The new lab, located in Framingham near Boston, is Complete Genomics’ first footprint on the East Coast and is expected to enable faster service and support to East Coast customers. Current and prospective customers in Boston and the greater northeast will be able to experience Complete Genomics’ DNBSEQ workflows including next-generation sequencing platforms, sample prep automation systems and bioinformatics products.

“The opening of our Boston Customer Service Center is the latest example of Complete Genomics’ commitment to serve our U.S. customer base. Last week, we celebrated the creation of our first U.S.-based supply chain with the opening of a new $3.2 million manufacturing facility at our San Jose, Calif. headquarters which will be online later this year,” said Dr. Radoje (Rade) Drmanac, Co-Founder and Chief Scientific Officer of Complete Genomics.

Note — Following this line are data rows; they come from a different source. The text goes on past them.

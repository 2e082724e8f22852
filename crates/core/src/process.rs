//! External player process lifecycle: spawn, exit watch, termination.

use std::path::Path;
use std::process::Stdio;
use std::time::Duration;

use tokio::io::{AsyncBufReadExt, AsyncRead, BufReader};
use tokio::process::{Child, Command};
use tokio::sync::{mpsc, watch};
use tracing::{debug, trace, warn};

use crate::error::{PlayerError, Result};

/// Grace period between the polite termination signal and the forced kill.
const KILL_GRACE: Duration = Duration::from_secs(2);

/// How the supervised process ended.
#[derive(Debug, Clone, Copy, PartialEq, Eq)]
pub struct ExitSummary {
	/// Exit code, `None` when killed by a signal.
	pub code: Option<i32>,
}

/// Handle to one spawned player process.
///
/// The child itself lives inside a watcher task; the handle can only request
/// termination and observe the exit, which is reported exactly once even when
/// termination was requested locally.
#[derive(Debug)]
pub struct ProcessHandle {
	pid: u32,
	kill_tx: mpsc::UnboundedSender<()>,
	exit_rx: watch::Receiver<Option<ExitSummary>>,
}

impl ProcessHandle {
	pub fn pid(&self) -> u32 {
		self.pid
	}

	/// Requests graceful-then-forced termination.
	///
	/// Idempotent and safe on an already-exited process.
	pub fn terminate(&self) {
		let _ = self.kill_tx.send(());
	}

	/// Whether the process has already exited.
	pub fn has_exited(&self) -> bool {
		self.exit_rx.borrow().is_some()
	}

	/// A watch that resolves to the exit summary exactly once.
	pub fn exit_watch(&self) -> watch::Receiver<Option<ExitSummary>> {
		self.exit_rx.clone()
	}

	/// Waits for the process to exit, bounded by `limit`.
	pub async fn wait_exited(&self, limit: Duration) -> Option<ExitSummary> {
		let mut rx = self.exit_rx.clone();
		let _ = tokio::time::timeout(limit, rx.wait_for(Option::is_some)).await;
		*self.exit_rx.borrow()
	}
}

/// Spawns the player binary with `args`.
///
/// Diagnostic output is piped line-by-line into tracing; spawn failure is
/// fatal to the start attempt and surfaced synchronously.
pub fn launch(binary: &Path, args: &[String]) -> Result<ProcessHandle> {
	debug!(target = "omx.process", binary = %binary.display(), ?args, "spawning player");

	let mut command = Command::new(binary);
	command.args(args).stdin(Stdio::null()).stdout(Stdio::piped()).stderr(Stdio::piped()).kill_on_drop(true);
	#[cfg(unix)]
	command.process_group(0);

	let mut child = command
		.spawn()
		.map_err(|e| PlayerError::SpawnFailed(format!("{}: {}", binary.display(), e)))?;
	let pid = child
		.id()
		.ok_or_else(|| PlayerError::SpawnFailed(format!("{}: exited before a pid was observed", binary.display())))?;

	if let Some(stdout) = child.stdout.take() {
		spawn_line_pipe(stdout, pid, "stdout");
	}
	if let Some(stderr) = child.stderr.take() {
		spawn_line_pipe(stderr, pid, "stderr");
	}

	let (kill_tx, kill_rx) = mpsc::unbounded_channel();
	let (exit_tx, exit_rx) = watch::channel(None);
	tokio::spawn(watch_child(child, pid, kill_rx, exit_tx));

	Ok(ProcessHandle { pid, kill_tx, exit_rx })
}

/// Owns the child until exit: reports the exit exactly once and services
/// termination requests with a TERM-then-force escalation.
async fn watch_child(mut child: Child, pid: u32, mut kill_rx: mpsc::UnboundedReceiver<()>, exit_tx: watch::Sender<Option<ExitSummary>>) {
	let grace = tokio::time::sleep(Duration::ZERO);
	tokio::pin!(grace);
	let mut term_sent = false;
	let mut forced = false;

	loop {
		tokio::select! {
			status = child.wait() => {
				let code = status.as_ref().ok().and_then(|s| s.code());
				debug!(target = "omx.process", pid, ?code, forced, "player exited");
				let _ = exit_tx.send(Some(ExitSummary { code }));
				break;
			}
			Some(()) = kill_rx.recv(), if !term_sent => {
				term_sent = true;
				send_term(pid);
				grace.as_mut().reset(tokio::time::Instant::now() + KILL_GRACE);
			}
			() = &mut grace, if term_sent && !forced => {
				forced = true;
				warn!(target = "omx.process", pid, "grace period elapsed; force-killing player");
				if let Err(e) = child.start_kill() {
					warn!(target = "omx.process", pid, error = %e, "force kill failed");
				}
			}
		}
	}
}

#[cfg(unix)]
fn send_term(pid: u32) {
	trace!(target = "omx.process", pid, "sending SIGTERM");
	let result = std::process::Command::new("kill").args(["-TERM", &pid.to_string()]).status();
	if let Err(e) = result {
		warn!(target = "omx.process", pid, error = %e, "SIGTERM delivery failed");
	}
}

#[cfg(not(unix))]
fn send_term(_pid: u32) {}

fn spawn_line_pipe(pipe: impl AsyncRead + Unpin + Send + 'static, pid: u32, stream: &'static str) {
	tokio::spawn(async move {
		let mut lines = BufReader::new(pipe).lines();
		while let Ok(Some(line)) = lines.next_line().await {
			debug!(target = "omx.player", pid, stream, "{line}");
		}
	});
}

In addition to an introduction to Complete Genomics and its DNBSEQ sequencing platforms, the event will feature an introduction to the STOmics Stereo-seq technology and a DNBSEQ User Experience Workshop on how to optimize DNBSEQ-G99*, G400*, and T7* sequencers for research projects. A mini symposium will feature several Complete Genomics’ ecosystem partnerships centered around DNBSEQ technologies. Speakers from seqWell, Inc., Fluent Biosciences and Velsera, Inc., all headquartered in the Boston area, will present their product solutions and ongoing collaboration with Complete Genomics, aiming for expanded product accessibility to accelerate genomics research.

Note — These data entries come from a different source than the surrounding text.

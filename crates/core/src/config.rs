//! Immutable-after-start supervisor configuration.

use std::path::{Path, PathBuf};
use std::time::Duration;

use omx_protocol::DESTINATION_PREFIX;
use serde::Deserialize;

/// Default player binary, resolved via the search path at launch.
pub const DEFAULT_BINARY: &str = "omxplayer";

/// Base name of the discovery file the player writes its channel address to.
pub const DISCOVERY_FILE: &str = "omxplayerdbus";

/// Everything a [`Player`](crate::Player) needs to launch and supervise one
/// external player process.
///
/// Owned by the caller and cloned into the session at `start()`; the session
/// never observes later mutation.
#[derive(Debug, Clone, Deserialize)]
#[serde(default, deny_unknown_fields)]
pub struct PlayerConfig {
	/// Player binary path or name.
	pub binary: PathBuf,
	/// Extra launch arguments appended verbatim after the derived flags.
	pub extra_args: Vec<String>,
	/// Explicit discovery-file paths tried before the well-known locations.
	pub address_hints: Vec<PathBuf>,
	/// Interval between live-property poll cycles.
	#[serde(with = "duration_millis")]
	pub poll_interval: Duration,
	/// Properties re-polled on every cycle while attached.
	pub live_properties: Vec<String>,
	/// Properties polled once immediately after attach.
	pub cold_properties: Vec<String>,
	/// Maximum resolve+open+trial attempts before the attach fails.
	pub attach_retry_limit: u32,
	/// Delay between attach attempts.
	#[serde(with = "duration_millis")]
	pub attach_retry_delay: Duration,
	/// Upper bound on one control-channel exchange, attach attempts included.
	#[serde(with = "duration_millis")]
	pub call_timeout: Duration,

	// Launch flags, mapped 1:1 onto player arguments.
	pub blank_background: bool,
	pub audio_device: Option<String>,
	pub passthrough: bool,
	pub deinterlace: bool,
	pub no_hdmi_clock_sync: bool,
	/// Stall timeout in seconds.
	pub stall_timeout: Option<u32>,
	/// Display orientation in degrees.
	pub orientation: Option<u32>,
	/// 3D mode name.
	pub mode_3d: Option<String>,
	pub audio_track: Option<u32>,
	pub subtitle_track: Option<u32>,
	/// Start offset, `hh:mm:ss`.
	pub start_offset: Option<String>,
	pub subtitle_file: Option<PathBuf>,
	/// Initial volume in millibels.
	pub initial_volume: Option<i64>,
}

impl Default for PlayerConfig {
	fn default() -> Self {
		Self {
			binary: PathBuf::from(DEFAULT_BINARY),
			extra_args: Vec::new(),
			address_hints: Vec::new(),
			poll_interval: Duration::from_millis(500),
			live_properties: vec!["PlaybackStatus".into(), "Position".into(), "Volume".into()],
			cold_properties: vec![
				"Identity".into(),
				"Duration".into(),
				"CanControl".into(),
				"CanPause".into(),
				"CanPlay".into(),
				"CanSeek".into(),
			],
			attach_retry_limit: 100,
			attach_retry_delay: Duration::from_millis(50),
			call_timeout: Duration::from_secs(2),
			blank_background: false,
			audio_device: None,
			passthrough: false,
			deinterlace: false,
			no_hdmi_clock_sync: false,
			stall_timeout: None,
			orientation: None,
			mode_3d: None,
			audio_track: None,
			subtitle_track: None,
			start_offset: None,
			subtitle_file: None,
			initial_volume: None,
		}
	}
}

impl PlayerConfig {
	/// Sets the player binary.
	pub fn with_binary(mut self, binary: impl Into<PathBuf>) -> Self {
		self.binary = binary.into();
		self
	}

	/// Sets the live-poll interval.
	pub fn with_poll_interval(mut self, interval: Duration) -> Self {
		self.poll_interval = interval;
		self
	}

	/// Prepends an explicit discovery-file path.
	pub fn with_address_hint(mut self, hint: impl Into<PathBuf>) -> Self {
		self.address_hints.push(hint.into());
		self
	}

	/// Sets the attach retry budget.
	pub fn with_attach_budget(mut self, retries: u32, delay: Duration) -> Self {
		self.attach_retry_limit = retries;
		self.attach_retry_delay = delay;
		self
	}

	/// Sets the per-exchange timeout.
	pub fn with_call_timeout(mut self, timeout: Duration) -> Self {
		self.call_timeout = timeout;
		self
	}

	/// Resolves the configured binary against the search path.
	///
	/// Explicit paths are kept as-is; bare names go through `which`.
	pub fn resolve_binary(&self) -> Option<PathBuf> {
		if self.binary.components().count() > 1 {
			return self.binary.exists().then(|| self.binary.clone());
		}
		which::which(&self.binary).ok()
	}

	/// Builds the full launch argument list for one session.
	///
	/// Keyboard control is always disabled: the control channel is the only
	/// input the supervisor tolerates. The media path goes last.
	pub fn launch_args(&self, media: &Path, destination: &str) -> Vec<String> {
		let mut args = vec!["--no-keys".to_string(), format!("--dbus_name={destination}")];

		if self.blank_background {
			args.push("--blank".into());
		}
		if let Some(device) = &self.audio_device {
			args.push("-o".into());
			args.push(device.clone());
		}
		if self.passthrough {
			args.push("--passthrough".into());
		}
		if self.deinterlace {
			args.push("--deinterlace".into());
		}
		if self.no_hdmi_clock_sync {
			args.push("--nohdmiclocksync".into());
		}
		if let Some(seconds) = self.stall_timeout {
			args.push("--timeout".into());
			args.push(seconds.to_string());
		}
		if let Some(degrees) = self.orientation {
			args.push("--orientation".into());
			args.push(degrees.to_string());
		}
		if let Some(mode) = &self.mode_3d {
			args.push("--3d".into());
			args.push(mode.clone());
		}
		if let Some(index) = self.audio_track {
			args.push("--aidx".into());
			args.push(index.to_string());
		}
		if let Some(index) = self.subtitle_track {
			args.push("--sidx".into());
			args.push(index.to_string());
		}
		if let Some(offset) = &self.start_offset {
			args.push("--pos".into());
			args.push(offset.clone());
		}
		if let Some(file) = &self.subtitle_file {
			args.push("--subtitles".into());
			args.push(file.display().to_string());
		}
		if let Some(millibels) = self.initial_volume {
			args.push("--vol".into());
			args.push(millibels.to_string());
		}

		args.extend(self.extra_args.iter().cloned());
		args.push(media.display().to_string());
		args
	}

	/// Formats the per-session destination identifier.
	///
	/// Uniqueness across concurrent supervisors comes from the pid; `seq` is
	/// the supervisor's own monotonically increasing session counter.
	pub fn destination_id(seq: u64) -> String {
		format!("{}.instance{}-{}", DESTINATION_PREFIX, std::process::id(), seq)
	}
}

mod duration_millis {
	use std::time::Duration;

	use serde::{Deserialize, Deserializer};

	pub fn deserialize<'de, D: Deserializer<'de>>(deserializer: D) -> Result<Duration, D::Error> {
		u64::deserialize(deserializer).map(Duration::from_millis)
	}
}

#[cfg(test)]
mod tests {
	use super::*;

	#[test]
	fn launch_args_always_disable_keyboard_and_carry_destination() {
		let config = PlayerConfig::default();
		let args = config.launch_args(Path::new("/movies/a.mkv"), "dest.instance1-1");
		assert_eq!(args[0], "--no-keys");
		assert!(args.contains(&"--dbus_name=dest.instance1-1".to_string()));
		assert_eq!(args.last().unwrap(), "/movies/a.mkv");
	}

	#[test]
	fn launch_args_map_optional_flags() {
		let mut config = PlayerConfig::default();
		config.blank_background = true;
		config.audio_device = Some("hdmi".into());
		config.initial_volume = Some(-600);
		config.start_offset = Some("00:01:30".into());

		let args = config.launch_args(Path::new("a.mkv"), "d");
		assert!(args.contains(&"--blank".to_string()));
		let o = args.iter().position(|a| a == "-o").unwrap();
		assert_eq!(args[o + 1], "hdmi");
		let vol = args.iter().position(|a| a == "--vol").unwrap();
		assert_eq!(args[vol + 1], "-600");
		let pos = args.iter().position(|a| a == "--pos").unwrap();
		assert_eq!(args[pos + 1], "00:01:30");
	}

	#[test]
	fn destination_ids_differ_by_sequence() {
		let a = PlayerConfig::destination_id(1);
		let b = PlayerConfig::destination_id(2);
		assert_ne!(a, b);
		assert!(a.starts_with(DESTINATION_PREFIX));
		assert!(a.contains(&std::process::id().to_string()));
	}

	#[test]
	fn config_deserializes_from_json_with_defaults() {
		let config: PlayerConfig = serde_json::from_str(r#"{"poll_interval": 250, "live_properties": ["Position"]}"#).unwrap();
		assert_eq!(config.poll_interval, Duration::from_millis(250));
		assert_eq!(config.live_properties, vec!["Position".to_string()]);
		assert_eq!(config.binary, PathBuf::from(DEFAULT_BINARY));
	}
}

DNBSEQ sequencing platforms to be featured during the opening event include the flagship DNBSEQ-T7*, the G99*and the E25*. Also featured will be the high-throughput automated sample prep system SP-960 and the eight independent channel pipetting robot SP-Smart 8. The day will wrap up with a tour of the demo lab followed by a cocktail and networking reception. Transportation will be provided from Boston and Cambridge to the lab in Framingham.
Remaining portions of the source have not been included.